TASK GOAL: Gather the lines below that include the string "message", copying each in full.

Stored items from a collection:
┌──
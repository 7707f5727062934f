//! Fill status of an order node.

use serde::{Deserialize, Serialize};
use std::fmt;

/// Completion status of an order node.
///
/// The only legal movement is `NotFilled -> Filled`; once an order is filled
/// it stays filled even if later events arrive.
#[derive(Debug, Clone, Copy, PartialEq, Eq, Hash, Default, Serialize, Deserialize)]
#[serde(rename_all = "SCREAMING_SNAKE_CASE")]
pub enum OrderStatus {
    /// Expected quantity unknown or not yet reached.
    #[default]
    #[serde(alias = "NEW")]
    NotFilled,
    /// Filled quantity reached the expected quantity.
    Filled,
}

impl OrderStatus {
    /// Returns true if moving from `self` to `to` is allowed.
    ///
    /// Staying in the same status is always allowed.
    #[must_use]
    pub const fn can_transition_to(&self, to: Self) -> bool {
        matches!(
            (self, to),
            (Self::NotFilled, Self::NotFilled | Self::Filled) | (Self::Filled, Self::Filled)
        )
    }
}

impl fmt::Display for OrderStatus {
    fn fmt(&self, f: &mut fmt::Formatter<'_>) -> fmt::Result {
        match self {
            Self::NotFilled => write!(f, "NOT_FILLED"),
            Self::Filled => write!(f, "FILLED"),
        }
    }
}
//! JSON codec for inbound records and outbound aggregates.
//!
//! Inbound records are either keyed (`{"key": "...", "report": {...}}`) or a
//! bare execution report, in which case the key is derived from the report.

use serde::Deserialize;

use crate::domain::order_lifecycle::{ExecutionReport, OrderState};
use crate::domain::shared::OrderId;

/// Codec failure.
#[derive(Debug, Clone, thiserror::Error)]
pub enum CodecError {
    /// Input is not valid JSON for the expected shape.
    #[error("Malformed JSON: {message}")]
    Malformed { message: String },

    /// Bare report without `parentId` or `orderId` to key it by.
    #[error("Record has no key and no order id to derive one from")]
    MissingPartitionKey,

    /// Output could not be encoded.
    #[error("Encoding failed: {message}")]
    Encode { message: String },
}

impl From<serde_json::Error> for CodecError {
    fn from(err: serde_json::Error) -> Self {
        Self::Malformed {
            message: err.to_string(),
        }
    }
}

/// An execution report together with the key it is grouped under.
#[derive(Debug, Clone, PartialEq, Eq)]
pub struct InboundRecord {
    /// Root order id the report is delivered under.
    pub key: OrderId,
    /// The report.
    pub report: ExecutionReport,
}

impl InboundRecord {
    /// Key a report by its own root order id.
    ///
    /// Returns `None` if the report has neither a parent id nor an order id.
    #[must_use]
    pub fn keyed_by_report(report: ExecutionReport) -> Option<Self> {
        let key = report.partition_key()?.clone();
        Some(Self { key, report })
    }
}

#[derive(Deserialize)]
struct KeyedRecord {
    key: OrderId,
    report: ExecutionReport,
}

/// Decode a single execution report.
///
/// # Errors
///
/// Returns error if the input is not a JSON object of report fields.
pub fn decode_report(input: &str) -> Result<ExecutionReport, CodecError> {
    Ok(serde_json::from_str(input)?)
}

/// Decode one inbound record, keyed or bare.
///
/// # Errors
///
/// Returns error if the input is malformed or a bare report carries no id
/// to derive the key from.
pub fn decode_record(input: &str) -> Result<InboundRecord, CodecError> {
    let value: serde_json::Value = serde_json::from_str(input)?;

    // A `report` member marks the keyed form; its errors are reported as is.
    if value.get("report").is_some() {
        let KeyedRecord { key, report } = serde_json::from_value(value)?;
        return Ok(InboundRecord { key, report });
    }

    let report: ExecutionReport = serde_json::from_value(value)?;
    InboundRecord::keyed_by_report(report).ok_or(CodecError::MissingPartitionKey)
}

/// Encode an aggregate as a single line of JSON.
///
/// # Errors
///
/// Returns error if serialization fails.
pub fn encode_state(state: &OrderState) -> Result<String, CodecError> {
    serde_json::to_string(state).map_err(|e| CodecError::Encode {
        message: e.to_string(),
    })
}

/// Decode an aggregate previously produced by [`encode_state`].
///
/// # Errors
///
/// Returns error if the input is malformed.
pub fn decode_state(input: &str) -> Result<OrderState, CodecError> {
    Ok(serde_json::from_str(input)?)
}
└──
FINISHED EXERCISE:
    #[error("Malformed JSON: {message}")]
    Malformed { message: String },
    #[error("Encoding failed: {message}")]
    Encode { message: String },
            message: err.to_string(),
        message: e.to_string(),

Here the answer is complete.